> _WORK REQUIRED_:
Search the entries for the word "PropertyValue" and copy each line that has it.

[Stored data entries]
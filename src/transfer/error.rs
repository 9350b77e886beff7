//! Transfer Error Types

use crate::config::ConfigError;
use crate::core::error_handling::ContextualError;
use crate::staging::StagingError;

/// Fatal failures of a transfer run. Everything per-file or per-endpoint is
/// logged and absorbed instead.
#[derive(Debug, thiserror::Error)]
pub enum TransferError {
    #[error(transparent)]
    Config(#[from] ConfigError),

    #[error(transparent)]
    Staging(#[from] StagingError),
}

impl ContextualError for TransferError {
    fn is_user_actionable(&self) -> bool {
        match self {
            TransferError::Config(e) => e.is_user_actionable(),
            TransferError::Staging(e) => e.is_user_actionable(),
        }
    }

    fn user_message(&self) -> Option<String> {
        match self {
            TransferError::Config(e) => e.user_message(),
            TransferError::Staging(e) => e.user_message(),
        }
    }
}

pub type TransferResult<T> = Result<T, TransferError>;
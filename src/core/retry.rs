//! Retry utility for handling transient errors in async operations
//!
//! Provides configurable retry policies with a fixed delay between attempts.

use std::time::Duration;
use tokio::time::sleep;

/// Configurable retry policy for async operations
#[derive(Debug, Clone)]
pub struct RetryPolicy {
    pub max_attempts: usize,
    pub delay: Duration,
}

impl Default for RetryPolicy {
    fn default() -> Self {
        Self {
            max_attempts: 3,
            delay: Duration::from_millis(500),
        }
    }
}

impl RetryPolicy {
    /// A policy that runs the operation exactly once
    pub fn once() -> Self {
        Self {
            max_attempts: 1,
            delay: Duration::ZERO,
        }
    }

    /// Build a policy from a configured attempt count (zero is treated as one)
    pub fn with_attempts(max_attempts: usize, delay: Duration) -> Self {
        Self {
            max_attempts: max_attempts.max(1),
            delay,
        }
    }
}

/// Execute an async operation with retry logic for transient errors
///
/// # Examples
/// ```rust
/// use scan_smuggler::core::retry::{retry_async, RetryPolicy};
///
/// # async fn example() -> Result<String, String> {
/// let result = retry_async(
///     "scan_upload",
///     RetryPolicy::default(),
///     || async {
///         Ok::<String, String>("success".to_string())
///     }
/// ).await?;
/// # Ok(result)
/// # }
/// ```
pub async fn retry_async<F, T, E, Fut>(
    operation_name: &str,
    policy: RetryPolicy,
    mut operation: F,
) -> Result<T, E>
where
    F: FnMut() -> Fut,
    Fut: std::future::Future<Output = Result<T, E>>,
    E: std::fmt::Display,
{
    let max_attempts = policy.max_attempts.max(1);
    let mut attempt = 1;

    loop {
        match operation().await {
            Ok(result) => return Ok(result),
            Err(error) if attempt < max_attempts => {
                log::debug!(
                    "Operation '{}' failed on attempt {}/{}, retrying in {:?}: {}",
                    operation_name,
                    attempt,
                    max_attempts,
                    policy.delay,
                    error
                );
                sleep(policy.delay).await;
                attempt += 1;
            }
            Err(error) => return Err(error),
        }
    }
}
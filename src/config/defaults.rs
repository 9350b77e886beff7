//! Default configuration document written by `--config-gen`

/// File name used when generating a new configuration
pub const DEFAULT_CONFIG_FILE: &str = "tenable.json";

/// Every account and directory is disabled so a fresh file never moves data
pub const DEFAULT_CONFIG_DOCUMENT: &str = r#"{
  "downloads": {
    "tenable_io": [
      {
        "enabled": false,
        "id": "person@company.com",
        "access_key": "",
        "secret_key": "",
        "proxies": {"https": "127.0.0.1:8080"},
        "ssl_verify": true,
        "scan_ids": [100, 101, 102]
      }
    ],
    "tenable_sc": [
      {
        "enabled": false,
        "id": "person@tsc1.company.local",
        "host": "tsc1.company.local",
        "access_key": "",
        "secret_key": "",
        "proxies": {"https": "127.0.0.1:8080"},
        "ssl_verify": true,
        "scan_ids": [100, 101, 102]
      }
    ],
    "completed_within_days": 1,
    "nessus_files": [
      {
        "enabled": false,
        "directory": ""
      }
    ]
  },
  "uploads": {
    "tenable_io": [
      {
        "enabled": false,
        "id": "person@company2.com",
        "access_key": "",
        "secret_key": "",
        "proxies": null,
        "ssl_verify": true,
        "folder_id": 100,
        "dashboards": true
      }
    ],
    "tenable_sc": [
      {
        "enabled": false,
        "id": "person@tsc2.company.local",
        "host": "tsc2.company.local",
        "access_key": "",
        "secret_key": "",
        "proxies": null,
        "ssl_verify": true,
        "repository_id": 1,
        "dhcp": true,
        "virtual_hosts": false,
        "dead_hosts_wait": 0
      }
    ]
  }
}
"#;

/// Tenable.io cloud API root
pub const TENABLE_IO_URL: &str = "https://cloud.tenable.com";

pub const DEFAULT_REQUEST_TIMEOUT_SECS: u64 = 300;
pub const DEFAULT_EXPORT_POLL_INTERVAL_SECS: u64 = 5;
pub const DEFAULT_EXPORT_POLL_ATTEMPTS: u32 = 120;
pub const DEFAULT_UPLOAD_RETRY_ATTEMPTS: usize = 1;
pub const DEFAULT_UPLOAD_RETRY_DELAY_SECS: u64 = 5;
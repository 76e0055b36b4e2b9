//! Git-backed change set
//!
//! Combines, according to [`VcsConfig`]:
//! - the diff between the base revision and the reference (or their merge-base)
//! - uncommitted (staged + unstaged) changes
//! - untracked files
//!
//! and returns normalized absolute paths under the work tree.

use super::ChangeSetProvider;
use super::system_git::SystemGit;
use crate::core::config::VcsConfig;
use crate::core::error::ImpactResult;
use crate::utils::{normalize_path, path_to_git_format};
use std::collections::BTreeSet;
use std::path::PathBuf;
use tracing::{debug, warn};

/// Change set between two git revisions plus local modifications.
pub struct GitChangeSet<'a> {
  git: SystemGit,
  config: &'a VcsConfig,
}

impl<'a> GitChangeSet<'a> {
  pub fn new(git: SystemGit, config: &'a VcsConfig) -> Self {
    Self { git, config }
  }

  /// Fetch the reference branch when it names a `<remote>/<branch>` of a known remote.
  fn fetch_reference(&self) -> ImpactResult<()> {
    let reference = &self.config.reference_branch;
    let Some((remote, branch)) = reference.split_once('/') else {
      warn!(%reference, "reference branch is not a remote branch, skipping fetch");
      return Ok(());
    };

    if !self.git.list_remotes()?.iter().any(|r| r == remote) {
      warn!(%reference, %remote, "unknown remote, skipping fetch");
      return Ok(());
    }

    debug!(%remote, %branch, "fetching reference branch");
    self.git.fetch(remote, branch)
  }

  fn branch_changes(&self) -> ImpactResult<Vec<PathBuf>> {
    if self.config.fetch_reference_branch {
      self.fetch_reference()?;
    }

    let base = &self.config.base_branch;
    let reference = &self.config.reference_branch;

    let from = if self.config.compare_to_merge_base {
      self.git.merge_base(base, reference)?
    } else {
      reference.clone()
    };

    debug!(%from, to = %base, "comparing revisions");
    self.git.changed_files_between(&from, base)
  }

  fn is_excluded(&self, relative: &std::path::Path) -> bool {
    match &self.config.exclude_path_regex {
      Some(regex) => regex.is_match(&path_to_git_format(relative)),
      None => false,
    }
  }
}

impl ChangeSetProvider for GitChangeSet<'_> {
  fn changed_paths(&self) -> ImpactResult<BTreeSet<PathBuf>> {
    let mut relative: BTreeSet<PathBuf> = BTreeSet::new();

    if !self.config.disable_branch_comparison {
      relative.extend(self.branch_changes()?);
    }
    if self.config.uncommitted {
      relative.extend(self.git.uncommitted_files()?);
    }
    if self.config.untracked {
      relative.extend(self.git.untracked_files()?);
    }

    let changed: BTreeSet<PathBuf> = relative
      .into_iter()
      .filter(|path| {
        let excluded = self.is_excluded(path);
        if excluded {
          debug!(path = %path.display(), "excluded by impact.exclude_path_regex");
        }
        !excluded
      })
      .map(|path| normalize_path(&self.git.work_tree().join(path)))
      .collect();

    debug!(count = changed.len(), "collected changed files");
    Ok(changed)
  }
}
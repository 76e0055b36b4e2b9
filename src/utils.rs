//! Utility functions for cross-platform path handling

use std::path::{Component, Path, PathBuf};

/// Lexically normalize a path: drop `.` segments and fold `..` into their parent.
///
/// Does not touch the filesystem, so it works for files that were deleted by the
/// change being analyzed (where `canonicalize` would fail).
pub fn normalize_path(path: &Path) -> PathBuf {
  let mut normalized = PathBuf::new();

  for component in path.components() {
    match component {
      Component::CurDir => {}
      Component::ParentDir => {
        // `..` at the root stays at the root; leading `..` of a relative path are kept
        let ends_with_parent = matches!(normalized.components().next_back(), Some(Component::ParentDir));
        if ends_with_parent || (!normalized.pop() && !normalized.has_root()) {
          normalized.push("..");
        }
      }
      other => normalized.push(other.as_os_str()),
    }
  }

  normalized
}

/// Canonicalize when the path exists, otherwise fall back to lexical normalization.
pub fn canonical_or_normalized(path: &Path) -> PathBuf {
  path.canonicalize().unwrap_or_else(|_| normalize_path(path))
}

/// Convert a path to Git format (always forward slashes)
///
/// Git expects paths with forward slashes, even on Windows.
/// This function converts backslashes to forward slashes for use in Git commands.
pub fn path_to_git_format(path: &Path) -> String {
  // On Windows, convert backslashes to forward slashes
  // On Unix, this is a no-op since paths already use forward slashes
  #[cfg(target_os = "windows")]
  {
    path.to_string_lossy().replace('\\', "/")
  }
  #[cfg(not(target_os = "windows"))]
  {
    path.to_string_lossy().to_string()
  }
}
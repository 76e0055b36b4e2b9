//! Impacted module analysis
//!
//! Given the set of directly changed modules, determine which modules need a full
//! build:
//!
//! 1. Breadth-first upward closure over "depended-on-by" edges
//! 2. Forced exclusion (never removes a directly changed module)
//! 3. Forced inclusion (terminal: does not re-seed propagation)
//! 4. Packaging exclusion for modules reached only through propagation
//!
//! Filters run only after propagation has settled, so excluding a module never
//! cuts off the modules above it. Results are `BTreeSet`s, so iteration and any
//! output built from them is sorted.

use super::policy::PolicyConfig;
use super::project_graph::{ModuleId, ProjectGraph};
use std::collections::{BTreeSet, VecDeque};
use tracing::debug;

/// Compute the impacted module set.
///
/// Ids in `changed` that are not part of `graph` are ignored.
pub fn resolve(changed: &BTreeSet<ModuleId>, graph: &ProjectGraph, policy: &PolicyConfig) -> BTreeSet<ModuleId> {
  if policy.build_all {
    return graph.module_ids();
  }

  let changed: BTreeSet<ModuleId> = changed.iter().filter(|id| graph.contains(id)).cloned().collect();

  // Step 1: upward closure
  let mut impacted = changed.clone();
  if policy.build_downstream {
    let mut worklist: VecDeque<&ModuleId> = changed.iter().collect();

    while let Some(module) = worklist.pop_front() {
      for dependent in graph.direct_dependents(module) {
        // Visited check before enqueue: every module is processed at most once, cycles included
        if impacted.insert(dependent.clone()) {
          worklist.push_back(dependent);
        }
      }
    }
  }

  // Step 2: forced exclusion of propagated modules
  impacted.retain(|id| changed.contains(id) || !policy.is_excluded(id));

  // Step 3: forced inclusion over the whole graph
  let forced: BTreeSet<ModuleId> = graph.module_ids().into_iter().filter(|id| policy.is_forced(id)).collect();
  impacted.extend(forced.iter().cloned());

  // Step 4: packaging exclusion for transitive-only modules
  impacted.retain(|id| {
    if changed.contains(id) || forced.contains(id) {
      return true;
    }
    match graph.module(id) {
      Some(module) => !policy.excludes_packaging(&module.packaging),
      None => false,
    }
  });

  let changed_names: Vec<&str> = changed.iter().map(ModuleId::as_str).collect();
  let impacted_names: Vec<&str> = impacted.iter().map(ModuleId::as_str).collect();
  debug!(changed = ?changed_names, impacted = ?impacted_names, "impact resolved");

  impacted
}
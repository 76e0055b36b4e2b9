//! Policy filters applied on top of impact propagation
//!
//! - **force_include**: modules always built, changed or not
//! - **force_exclude**: modules dropped when reached only through propagation
//! - **excluded_transitive_packaging**: packaging kinds dropped when reached only
//!   through propagation
//!
//! Patterns are compiled once while loading configuration and are full-match:
//! `core` matches the crate `core`, not `core-utils`.

use super::project_graph::{ModuleId, Packaging};
use crate::core::error::ConfigError;
use regex::Regex;
use std::collections::{BTreeMap, BTreeSet};
use std::fmt;

/// A compiled, full-match regex over module ids.
#[derive(Clone)]
pub struct ModulePattern {
  source: String,
  regex: Regex,
}

impl ModulePattern {
  /// Compile `pattern`; `property` names the setting it came from for error reporting.
  pub fn new(pattern: &str, property: &str) -> Result<Self, ConfigError> {
    // Compile the raw pattern first so syntax errors refer to what was written
    Regex::new(pattern).map_err(|source| ConfigError::InvalidPattern {
      property: property.to_string(),
      pattern: pattern.to_string(),
      source,
    })?;

    let regex = Regex::new(&format!("^(?:{})$", pattern)).map_err(|source| ConfigError::InvalidPattern {
      property: property.to_string(),
      pattern: pattern.to_string(),
      source,
    })?;

    Ok(Self {
      source: pattern.to_string(),
      regex,
    })
  }

  /// The pattern as written in configuration
  pub fn as_str(&self) -> &str {
    &self.source
  }

  pub fn matches(&self, id: &str) -> bool {
    self.regex.is_match(id)
  }
}

impl fmt::Debug for ModulePattern {
  fn fmt(&self, f: &mut fmt::Formatter<'_>) -> fmt::Result {
    write!(f, "ModulePattern({:?})", self.as_str())
  }
}

/// Resolver policy for one invocation.
#[derive(Debug, Clone)]
pub struct PolicyConfig {
  /// When false, selection is off: every module builds, none is skipped
  pub enabled: bool,
  /// Treat every module as impacted
  pub build_all: bool,
  /// Propagate impact to dependents
  pub build_downstream: bool,
  pub force_include: Vec<ModulePattern>,
  pub force_exclude: Vec<ModulePattern>,
  pub excluded_transitive_packaging: BTreeSet<String>,
  /// Override arguments handed to every skipped module
  pub skipped_module_args: BTreeMap<String, String>,
}

impl Default for PolicyConfig {
  fn default() -> Self {
    Self {
      enabled: true,
      build_all: false,
      build_downstream: true,
      force_include: Vec::new(),
      force_exclude: Vec::new(),
      excluded_transitive_packaging: BTreeSet::new(),
      skipped_module_args: BTreeMap::new(),
    }
  }
}

impl PolicyConfig {
  pub fn is_forced(&self, id: &ModuleId) -> bool {
    self.force_include.iter().any(|p| p.matches(id.as_str()))
  }

  pub fn is_excluded(&self, id: &ModuleId) -> bool {
    self.force_exclude.iter().any(|p| p.matches(id.as_str()))
  }

  /// Exact, case-sensitive match against the declared packaging string
  pub fn excludes_packaging(&self, packaging: &Packaging) -> bool {
    self.excluded_transitive_packaging.contains(packaging.as_str())
  }

  /// Whether selection applies at all (disabled or build-all means "build everything")
  pub fn selects_modules(&self) -> bool {
    self.enabled && !self.build_all
  }
}
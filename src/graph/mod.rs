//! Graph-aware impact analysis
//!
//! Built on petgraph for direct control and minimal abstraction.
//!
//! - **project_graph**: modules, packaging, dependency and reverse edges
//! - **matcher**: changed file → most specific module
//! - **impact**: upward closure plus policy filters
//! - **policy**: forced inclusion/exclusion and packaging exclusion
//! - **plan**: impacted vs. skipped modules and their override arguments

pub mod impact;
pub mod matcher;
pub mod plan;
pub mod policy;
pub mod project_graph;

use crate::core::error::ImpactResult;

pub use plan::{BuildPlan, Selection};
pub use project_graph::{ModuleId, ModuleSpec, Packaging, ProjectGraph};

/// Source of the project graph (the host build system).
pub trait ProjectGraphProvider {
  fn project_graph(&self) -> ImpactResult<ProjectGraph>;
}
fn parse_bool(value: &PropertyValue, property: Property) -> Result<bool, ConfigError> {
  let raw = value.as_scalar(property)?;
  match raw.trim().to_lowercase().as_str() {
    "true" => Ok(true),
    "false" => Ok(false),
    _ => Err(ConfigError::InvalidValue {
      property: property.full_name(),
      value: raw.to_string(),
      reason: "expected true or false".to_string(),
    }),
  }
}

/// Layered property values, keyed by property.
#[derive(Debug, Clone, Default)]
pub struct Properties {
  values: BTreeMap<Property, PropertyValue>,
}

impl Properties {
  /// Parse impact.toml
  pub fn from_toml_str(content: &str) -> ImpactResult<Self> {
    let file: ImpactFile = toml_edit::de::from_str(content)?;
    Ok(file.into_properties())
  }

  /// Apply a `key=value` override (a bare key means `true`).
  pub fn set_override(&mut self, raw: &str) -> ImpactResult<()> {
    let (name, value) = raw.split_once('=').unwrap_or((raw, "true"));
    let property = Property::lookup(name)?;
    self.values.insert(property, PropertyValue::Scalar(value.to_string()));
    Ok(())
  }

  pub fn get(&self, property: Property) -> Option<&PropertyValue> {
    self.values.get(&property)
  }

  /// Every property with its effective value (explicit or default), in declaration order.
  pub fn effective(&self) -> Vec<(String, String)> {
    Property::ALL
      .iter()
      .map(|p| {
        let value = self
          .get(*p)
          .map(|v| v.to_string())
          .unwrap_or_else(|| p.default_value().to_string());
        (p.full_name(), value)
      })
      .collect()
  }

  fn bool_or_default(&self, property: Property) -> Result<bool, ConfigError> {
    let default = PropertyValue::Scalar(property.default_value().to_string());
    parse_bool(self.get(property).unwrap_or(&default), property)
  }

  fn string_or_default(&self, property: Property) -> Result<String, ConfigError> {
    match self.get(property) {
      Some(value) => Ok(value.as_scalar(property)?.trim().to_string()),
      None => Ok(property.default_value().to_string()),
    }
  }

  fn list(&self, property: Property) -> Vec<String> {
    self.get(property).map(|v| v.as_list()).unwrap_or_default()
  }
}

/// Typed layout of impact.toml: property keys without the `impact.` prefix
#[derive(Debug, Default, Deserialize)]
#[serde(deny_unknown_fields)]
struct ImpactFile {
  enabled: Option<bool>,
  disable_branch_comparison: Option<bool>,
  reference_branch: Option<String>,
  base_branch: Option<String>,
  fetch_reference_branch: Option<bool>,
  compare_to_merge_base: Option<bool>,
  uncommitted: Option<bool>,
  untracked: Option<bool>,
  exclude_path_regex: Option<String>,
  fail_on_missing_git_dir: Option<bool>,
  build_all: Option<bool>,
  build_downstream: Option<bool>,
  force_build_modules: Option<Vec<String>>,
  exclude_transitive_modules: Option<Vec<String>>,
  exclude_transitive_modules_packaged_as: Option<Vec<String>>,
  args_for_skipped_modules: Option<BTreeMap<String, String>>,
}

impl ImpactFile {
  fn into_properties(self) -> Properties {
    let mut values = BTreeMap::new();

    let flags = [
      (Property::Enabled, self.enabled),
      (Property::DisableBranchComparison, self.disable_branch_comparison),
      (Property::FetchReferenceBranch, self.fetch_reference_branch),
      (Property::CompareToMergeBase, self.compare_to_merge_base),
      (Property::Uncommitted, self.uncommitted),
      (Property::Untracked, self.untracked),
      (Property::FailOnMissingGitDir, self.fail_on_missing_git_dir),
      (Property::BuildAll, self.build_all),
      (Property::BuildDownstream, self.build_downstream),
    ];
    for (property, flag) in flags {
      if let Some(flag) = flag {
        values.insert(property, PropertyValue::Scalar(flag.to_string()));
      }
    }

    let strings = [
      (Property::ReferenceBranch, self.reference_branch),
      (Property::BaseBranch, self.base_branch),
      (Property::ExcludePathRegex, self.exclude_path_regex),
    ];
    for (property, value) in strings {
      if let Some(value) = value {
        values.insert(property, PropertyValue::Scalar(value));
      }
    }

    let lists = [
      (Property::ForceBuildModules, self.force_build_modules),
      (Property::ExcludeTransitiveModules, self.exclude_transitive_modules),
      (Property::ExcludeTransitiveModulesPackagedAs, self.exclude_transitive_modules_packaged_as),
    ];
    for (property, items) in lists {
      if let Some(items) = items {
        values.insert(property, PropertyValue::List(items));
      }
    }

    if let Some(args) = self.args_for_skipped_modules {
      values.insert(Property::ArgsForSkippedModules, PropertyValue::Map(args));
    }

    Properties { values }
  }
}

/// Settings for the git change-set provider
#[derive(Debug, Clone)]
pub struct VcsConfig {
  pub disable_branch_comparison: bool,
  pub reference_branch: String,
  pub base_branch: String,
  pub fetch_reference_branch: bool,
  pub compare_to_merge_base: bool,
  pub uncommitted: bool,
  pub untracked: bool,
  /// Repo-relative paths matching this are dropped from the change set
  pub exclude_path_regex: Option<Regex>,
  pub fail_on_missing_git_dir: bool,
}

/// Fully-validated configuration for one invocation
#[derive(Debug, Clone)]
pub struct ImpactConfig {
  pub vcs: VcsConfig,
  pub policy: PolicyConfig,
  /// Layered raw values (for `cargo impact config`)
  pub properties: Properties,
  /// impact.toml that contributed, if any
  pub source: Option<PathBuf>,
}

impl ImpactConfig {
  /// Find config file in search order: impact.toml, .impact.toml, .cargo/impact.toml, .config/impact.toml
  pub fn find_config_path(path: &Path) -> Option<PathBuf> {
    let candidates = vec![
      path.join("impact.toml"),
      path.join(".impact.toml"),
      path.join(".cargo").join("impact.toml"),
      path.join(".config").join("impact.toml"),
    ];

    candidates.into_iter().find(|p| p.exists())
  }

  /// Load impact.toml (if any), apply overrides, and compile.
  pub fn load(workspace_root: &Path, overrides: &[String]) -> ImpactResult<Self> {
    let source = Self::find_config_path(workspace_root);

    let mut properties = match &source {
      Some(config_path) => {
        let content = fs::read_to_string(config_path)
          .with_context(|| format!("Failed to read config from {}", config_path.display()))?;
        Properties::from_toml_str(&content).map_err(|e| match e {
          ImpactError::Config(_) => e,
          other => other.context(format!("Failed to parse config from {}", config_path.display())),
        })?
      }
      None => Properties::default(),
    };

    for raw in overrides {
      properties.set_override(raw)?;
    }

    let mut config = Self::from_properties(properties)?;
    config.source = source;
    Ok(config)
  }

  /// Compile layered properties into typed settings.
  pub fn from_properties(properties: Properties) -> ImpactResult<Self> {
    let exclude_path_regex = match properties.get(Property::ExcludePathRegex) {
      Some(value) => {
        let pattern = value.as_scalar(Property::ExcludePathRegex)?.trim().to_string();
        if pattern.is_empty() {
          None
        } else {
          let regex = Regex::new(&pattern).map_err(|source| ConfigError::InvalidPattern {
            property: Property::ExcludePathRegex.full_name(),
            pattern: pattern.clone(),
            source,
          })?;
          Some(regex)
        }
      }
      None => None,
    };

    let vcs = VcsConfig {
      disable_branch_comparison: properties.bool_or_default(Property::DisableBranchComparison)?,
      reference_branch: properties.string_or_default(Property::ReferenceBranch)?,
      base_branch: properties.string_or_default(Property::BaseBranch)?,
      fetch_reference_branch: properties.bool_or_default(Property::FetchReferenceBranch)?,
      compare_to_merge_base: properties.bool_or_default(Property::CompareToMergeBase)?,
      uncommitted: properties.bool_or_default(Property::Uncommitted)?,
      untracked: properties.bool_or_default(Property::Untracked)?,
      exclude_path_regex,
      fail_on_missing_git_dir: properties.bool_or_default(Property::FailOnMissingGitDir)?,
    };

    let policy = PolicyConfig {
      enabled: properties.bool_or_default(Property::Enabled)?,
      build_all: properties.bool_or_default(Property::BuildAll)?,
      build_downstream: properties.bool_or_default(Property::BuildDownstream)?,
      force_include: compile_patterns(&properties, Property::ForceBuildModules)?,
      force_exclude: compile_patterns(&properties, Property::ExcludeTransitiveModules)?,
      excluded_transitive_packaging: properties
        .list(Property::ExcludeTransitiveModulesPackagedAs)
        .into_iter()
        .collect::<BTreeSet<_>>(),
      skipped_module_args: match properties.get(Property::ArgsForSkippedModules) {
        Some(value) => value.as_map(Property::ArgsForSkippedModules)?,
        None => BTreeMap::new(),
      },
    };

    Ok(Self {
      vcs,
      policy,
      properties,
      source: None,
    })
  }
}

> _THE COMPLETED TASK_:
fn parse_bool(value: &PropertyValue, property: Property) -> Result<bool, ConfigError> {
  values: BTreeMap<Property, PropertyValue>,
    self.values.insert(property, PropertyValue::Scalar(value.to_string()));
  pub fn get(&self, property: Property) -> Option<&PropertyValue> {
    let default = PropertyValue::Scalar(property.default_value().to_string());
        values.insert(property, PropertyValue::Scalar(flag.to_string()));
        values.insert(property, PropertyValue::Scalar(value));
        values.insert(property, PropertyValue::List(items));
      values.insert(Property::ArgsForSkippedModules, PropertyValue::Map(args));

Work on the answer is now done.